USD/JPY rattled on BOJ hike, GBP/USD, EUR/USD tread water ahead of FOMC
While the BOJ hiked more aggressively than expected, they fell short on their ETF tapering, rattling the yen during a bout of 2-way volatility. And the risk of volatility remains with a looming FOMC meeting.
- The BOJ hiked by 15bp to take their interest rate to 25bp (10bp hike expected)
- 7-2 in favour of today’s hike
- 2024 inflation outlook downgraded to 2.5% y/y (2.8% previously)
- CPI outlook for 2025 upgraded to 2.1% y/y (1.9% prior)
- They plan to taper bond purchases down to ¥3 trillion by Q1 2026 (down to ~¥6 trillion)
- A midterm review of bond purchases to arrive in June 2025
Where the Bank of Japan exceeded expectations with a rate hike, they fell short on bond tapering. Markets had been primed for a ‘detailed plan’ to reduce bond purchases at this meeting following a report earlier this week in the Nikkei. But all we know is that they will be roughly halved to ¥3 trillion from the current ¥6 trillion in 18 months, with a review not up until June next year.
Bots were quick to bid the yen on the surprise of a 15bp hike, but gains were just as quick to evaporate on the hollow headline numbers. With volatility heightened with month-end flows added in for extra fun, I suspect the yen will weaken heading into the FOMC meeting later today.

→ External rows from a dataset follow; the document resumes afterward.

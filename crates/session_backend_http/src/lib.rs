//! REST and WebSocket implementation of the `session_backend` contract.
//!
//! This adapter translates `session_api` wire payloads and socket frames into
//! the domain types consumed by the sync core.

mod backend;
mod convert;
mod socket;

pub use backend::HttpSessionBackend;
pub use convert::{envelope_from_frame, map_api_error, message_from_history, session_from_payload};
pub use socket::{WsConnector, DEFAULT_CONNECT_TIMEOUT};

A cursory glance at yen pairs shows how unforgiving trading central bank meetings can be for intraday traders. No sooner has the yen spiked higher, momentum turned and presumably left several liquidity gaps along the way. For now, volatility is likely to subside and prices remain within the 5-min range created at the time of the BOJ’s announcement. But if I had to pick a direction for the yen heading into the FOMC meeting, it would be lower. And that could see USD/JPY, EUR/JPY, GBP/JPY and the like drift higher.
One down, two to go regarding central bank meetings. The FOMC announce their interest decision in just under 12 hours, and the BOE in just over 24 hours. Markets are primed for a dovish meeting, and for once I agree with the consensus. The Fed need to take the symbolic step of hinting at the September cut that is practically priced in already, and that could see yields and the US dollar weaken, at least temporarily.

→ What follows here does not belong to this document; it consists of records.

mod support;

use pretty_assertions::assert_eq;
use session_backend::{Envelope, Message, UploadFile};
use session_sync::{SyncApp, TransportEvent, FOLLOW_UP_MESSAGE};
use support::{dataset, enter_open, now, start_upload, HostStub};

const STATISTICS: &str = "Your dataset has 10 rows and 2 columns: x, y.";

#[test]
fn two_uploads_in_one_dedup_bucket_append_both_bursts() {
    let mut app = SyncApp::default();
    let mut host = HostStub::default();
    let generation = enter_open(&mut app, &mut host, "a", vec![Message::user_text("hi", now())]);

    let first = start_upload(&mut app, &mut host, "a.csv");
    app.on_upload_finished(first.epoch, Ok(dataset("a.csv")), now(), &mut host);
    let second = start_upload(&mut app, &mut host, "a.csv");
    app.on_upload_finished(second.epoch, Ok(dataset("a.csv")), now(), &mut host);

    let snapshot = app.snapshot();
    assert_eq!(
        snapshot.contents(),
        vec![
            "hi",
            "Uploaded a.csv.",
            STATISTICS,
            FOLLOW_UP_MESSAGE,
            "Uploaded a.csv.",
            STATISTICS,
            FOLLOW_UP_MESSAGE,
        ]
    );
    let seqs: Vec<u64> = snapshot.messages.iter().map(|entry| entry.seq).collect();
    assert_eq!(seqs, (1..=7).collect::<Vec<_>>());

    // A server echo of the follow-up inside the same bucket is still dropped.
    let echo = Message::assistant_text(FOLLOW_UP_MESSAGE, now());
    app.on_transport_event(generation, TransportEvent::Envelope(Envelope::Message(echo)), &mut host);
    assert_eq!(app.log().len(), 7);
}

#[test]
fn switching_to_another_session_drops_the_pending_queue() {
    let mut app = SyncApp::default();
    let mut host = HostStub::default();
    enter_open(&mut app, &mut host, "a", Vec::new());
    app.submit_files(vec![UploadFile::new("for-a.csv", vec![1_u8; 4])], &mut host);

    enter_open(&mut app, &mut host, "b", Vec::new());

    assert!(app.snapshot().upload_pending.is_empty());
}

#[test]
fn reentering_the_same_session_keeps_the_pending_queue() {
    let mut app = SyncApp::default();
    let mut host = HostStub::default();
    enter_open(&mut app, &mut host, "a", Vec::new());
    app.submit_files(vec![UploadFile::new("for-a.csv", vec![1_u8; 4])], &mut host);

    enter_open(&mut app, &mut host, "a", Vec::new());

    assert_eq!(app.snapshot().upload_pending, vec!["for-a.csv".to_string()]);
}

Yet I suspect BOE are not in a position to be as dovish as markets hope, which leaves the potential for a bounce tomorrow.
GBP/USD technical analysis:
The weekly chart is amid its third week lower, but the pullback is not severe enough to spoil its uptrend. If anything, it is a healthy move that looks like it wants to break to new highs in the coming weeks. The daily chart shows that the decline from the July high has come in one way, so a bounce (even if small) could be due.
Note the bullish pinbar above 1.28 alongside the small bullish divergence on RSI (2) in the oversold zone, while the daily RSI (14) is holding above 50. A suspect a swing low is near, if not in already.
The 4-hour chart is grinding lower, and a retest and potential break below 1.28 seems plausible. But my hunch that the BOE are in no position to provide a dovish cut (assuming they cut at all) leaves GBP?USD vulnerable to a bounce later this week. And that places a retest and potential break above 1.29 on the cards once we get past the FOMC meeting and cruise towards the BOE and the weekend.
EUR/USD technical analysis:
I have less conviction on EUR/USD regarding its next directional move compared with GBP/USD. But I can at least see how pivotal the 1.08 area is over the near term. Take note that EU inflation data is released ina few hours, and a soft set of figures could help it retrace towards 1.08. And that could act as a springboard if the Fed deliver the dovish tone everyone wants to hear.
A decent break of 1.08 brings 1.0770 into focus, at the lower 1-sday implied volatility band which sits in an area of relatively low volume. As such areas can act as a magnet for prices once revisited.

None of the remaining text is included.